Dr. David Newman, a New York City emergency physician, tells what doctors don't want you to know in his book, Hippocrates' Shadow: Secrets From the House of Medicine (Scribner, $26).
• • Doctors do know that many tests, drugs and procedures they order and prescribe either don't work or haven't been proved. Case in point: They keep prescribing antibiotics for colds and bronchitis.
• • Doctors like ordering tests better than they like listening to you.
"These doctors are not bad human beings,'' said Newman, who trains medical students and residents at Columbia University.
Time limits, lawsuit fears and the demands of insurers deserve some blame for the truth gap, but medical training and traditions play big roles, he said.

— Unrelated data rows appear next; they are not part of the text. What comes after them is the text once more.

//! Reading MCNP input decks.
//!
//! A deck is read in two passes: [`tokenizer`] splits the text into logical
//! cards per block, and [`parser`] turns every card into a typed record.
//! The result is an immutable [`Deck`] consumed by the converter.

use std::collections::BTreeMap;
use std::fmt;
use std::io::{BufRead, Read};

pub mod error;
pub mod numeric;
pub mod parser;
pub mod records;
pub mod tokenizer;

pub use error::Error;
pub use records::{
    CellRecord, DataCard, MaterialRecord, Mnemonic, SurfaceRecord, ThermalRecord, Transformation,
};

/// Block of the deck a card was read from.
#[derive(Debug, Clone, Copy, PartialEq, Eq, Hash)]
pub enum Section {
    Cells,
    Surfaces,
    Data,
}

impl Section {
    /// The block that follows this one, `None` after the data block.
    pub fn next(self) -> Option<Self> {
        match self {
            Section::Cells => Some(Section::Surfaces),
            Section::Surfaces => Some(Section::Data),
            Section::Data => None,
        }
    }
}

impl fmt::Display for Section {
    fn fmt(&self, f: &mut fmt::Formatter<'_>) -> fmt::Result {
        match self {
            Section::Cells => write!(f, "cell"),
            Section::Surfaces => write!(f, "surface"),
            Section::Data => write!(f, "data"),
        }
    }
}

/// Every record of one input deck.
///
/// Cells and surfaces keep deck order, since cell complements may only
/// refer to cells defined earlier.
#[derive(Debug, Clone, PartialEq)]
pub struct Deck {
    pub message: Option<String>,
    pub title: String,
    pub cells: Vec<CellRecord>,
    pub surfaces: Vec<SurfaceRecord>,
    pub materials: BTreeMap<u32, MaterialRecord>,
    pub thermals: BTreeMap<u32, ThermalRecord>,
    pub transformations: BTreeMap<u32, Transformation>,
    pub passthrough: Vec<DataCard>,
}

/// Parses deck text.
pub fn parse_str(text: &str) -> Result<Deck, Error> {
    parser::parse(tokenizer::tokenize(text)?)
}

/// Reads and parses a whole deck from `reader`.
pub fn read<R: BufRead>(mut reader: R) -> Result<Deck, Error> {
    let mut text = String::new();
    reader.read_to_string(&mut text)?;
    parse_str(&text)
}

#[cfg(test)]
mod tests {
    use super::*;
    use std::io::Cursor;

    #[test]
    fn reads_from_buffered_reader() {
        let text = "title\n1 0 -1 imp:n=1\n2 0 1 imp:n=0\n\n1 so 10\n\n";
        let deck = read(Cursor::new(text)).unwrap();
        assert_eq!(deck.title, "title");
        assert_eq!(deck.cells.len(), 2);
        assert_eq!(deck.surfaces.len(), 1);
        assert!(deck.materials.is_empty());
    }

    #[test]
    fn section_order_ends_after_data() {
        assert_eq!(Section::Cells.next(), Some(Section::Surfaces));
        assert_eq!(Section::Data.next(), None);
        assert_eq!(Section::Surfaces.to_string(), "surface");
    }
}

Take the antibiotic problem. Studies show that half of all patients who go to a doctor with a cold are prescribed an antibiotic. Colds are caused by viruses; antibiotics kill only bacteria. "Doctors think patients want a prescription," Newman says. They also know that patients feel better once they get that "magic pill," he said.
But doctors should know that patients are just as satisfied when physicians take a few minutes to explain why antibiotics won't help and suggest symptomatic relief -- relief that won't come, as some antibiotics do, with side effects such as diarrhea, yeast infections and allergic reactions.
Doctors also don't like to admit that many test results are not as black and white as they appear.
"It's not uncommon for the decisions we make to be entirely based on opinion," he said.
Letting patients in on these secrets allows them to make better, more healthful choices, he said.